Zhipu claims GLM 5.1 reaches 94.6% of Claude Opus 4.6’s coding performance on the Claude Code evaluation harness (scoring 45.3 versus Opus’s 47.9) and 58.4 on SWE-Bench Pro, which it says beats both Opus 4.6 (57.3) and GPT-5.4 (57.7) on that benchmark.[9] These figures are vendor-claimed and not independently verified as of the release date — a critical caveat. But the predecessor GLM-5, which shares the same architecture, ranked first among open-weight models on LMArena Text Arena and was the first open-weight model to score 50 on the Artificial Analysis Intelligence Index, with SWE-bench Verified scores holding up under third-party testing.[10]
The entity behind this model has serious backing. Zhipu was incubated within Tsinghua University’s Knowledge Engineering Group and has raised approximately $1.5 billion in funding from a mix of China’s largest technology companies and state-backed investors.[11] Per WireScreen’s analysis of Chinese corporate filings, Chinese state entities beneficially own 15.4% of the company.[12] OpenAI has publicly stated that Zhipu benefits from over $1.4 billion in state-backed investment.[13] The US Commerce Department added Zhipu to the Entity List effective January 16, 2025, citing military modernization concerns under the most stringent control designation.[14]
And yet its most capable model sits on Hugging Face right now, downloadable by anyone, under a license that permits unrestricted commercial use.
GLM 5.1 is not an outlier: it is the latest point on an accelerating curve.

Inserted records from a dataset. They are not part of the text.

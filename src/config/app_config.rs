//! 应用配置管理
//!
//! 从进程环境变量加载配置。网关密钥是唯一的必需项，
//! 缺失时不在启动阶段报错，而是在请求时返回配置错误。

use std::env;

fn default_base_url() -> String {
    "https://ai.gateway.lovable.dev".to_string()
}

fn default_model() -> String {
    "google/gemini-2.5-flash".to_string()
}

fn default_port() -> u16 {
    8765
}

/// 应用配置结构体
#[derive(Debug, Clone)]
pub struct AppConfig {
    /// AI 网关密钥
    pub api_key: String,

    /// AI 网关基础 URL
    pub base_url: String,

    /// 模型名称
    pub model: String,

    /// 监听端口
    pub port: u16,
}

impl AppConfig {
    /// 从环境变量加载配置
    pub fn from_env() -> Self {
        Self {
            api_key: env::var("AI_GATEWAY_API_KEY").unwrap_or_default(),
            base_url: env::var("AI_GATEWAY_BASE_URL").unwrap_or_else(|_| default_base_url()),
            model: env::var("AI_GATEWAY_MODEL").unwrap_or_else(|_| default_model()),
            port: env::var("PORT")
                .ok()
                .and_then(|p| p.parse().ok())
                .unwrap_or_else(default_port),
        }
    }
}

impl Default for AppConfig {
    fn default() -> Self {
        Self {
            api_key: String::new(),
            base_url: default_base_url(),
            model: default_model(),
            port: default_port(),
        }
    }
}

#[cfg(test)]
mod tests {
    use super::*;

    #[test]
    fn test_default_config() {
        let config = AppConfig::default();
        assert!(config.api_key.is_empty());
        assert_eq!(config.base_url, "https://ai.gateway.lovable.dev");
        assert_eq!(config.model, "google/gemini-2.5-flash");
        assert_eq!(config.port, 8765);
    }
}
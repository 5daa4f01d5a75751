//! 应用状态管理
//!
//! 定义在请求处理器之间共享的状态。
//! 处理器之间不共享可变状态，只复用 HTTP 连接池和日志文件句柄，
//! 并发请求互不影响。

use std::sync::Arc;

use crate::config::AppConfig;
use crate::services::SubtopicService;

/// 应用共享状态
///
/// 使用 Arc 包裹以便在多个处理器之间安全共享
pub struct AppState {
    /// 子主题生成服务
    pub subtopics: SubtopicService,
}

impl AppState {
    /// 从给定配置创建应用状态
    pub fn from_config(config: &AppConfig) -> Self {
        Self {
            subtopics: SubtopicService::from_config(config),
        }
    }
}

/// 创建可共享的应用状态
pub fn create_shared_state(config: &AppConfig) -> Arc<AppState> {
    Arc::new(AppState::from_config(config))
}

DeepSeek R1 (January 2025) matched OpenAI’s o1 on reasoning benchmarks at roughly one-seventeenth the training cost. Qwen 3 from Alibaba (April 2025) outperformed DeepSeek R1 on coding, math, and reasoning. By late 2025, Alibaba’s Qwen had surpassed Meta’s Llama as the most forked model family on Hugging Face by download count, with developers creating over 100,000 Qwen-based derivative models on the platform.[15] The capability gap between Chinese open-weight models and Western closed models has compressed to what observers estimate is 6 to 9 months, and the trend line shows no visible inflection point.
This is the first arm of the pincer. Withholding a model only constrains capabilities if those capabilities don’t exist elsewhere. When a state-backed lab releases a near-frontier model under MIT license, trained on sanctioned hardware that the entire US export control architecture was designed to restrict, the “withhold” strategy addresses the wrong threat.
Four days, zero training, one command
On April 2, 2026, Google released Gemma 4, its newest open-weight model family. By approximately April 6, a Hugging Face account calleddealignai— a self-described amateur ML researcher — had uploaded a version of the 31-billion-parameter dense model with all safety alignment permanently removed.[16]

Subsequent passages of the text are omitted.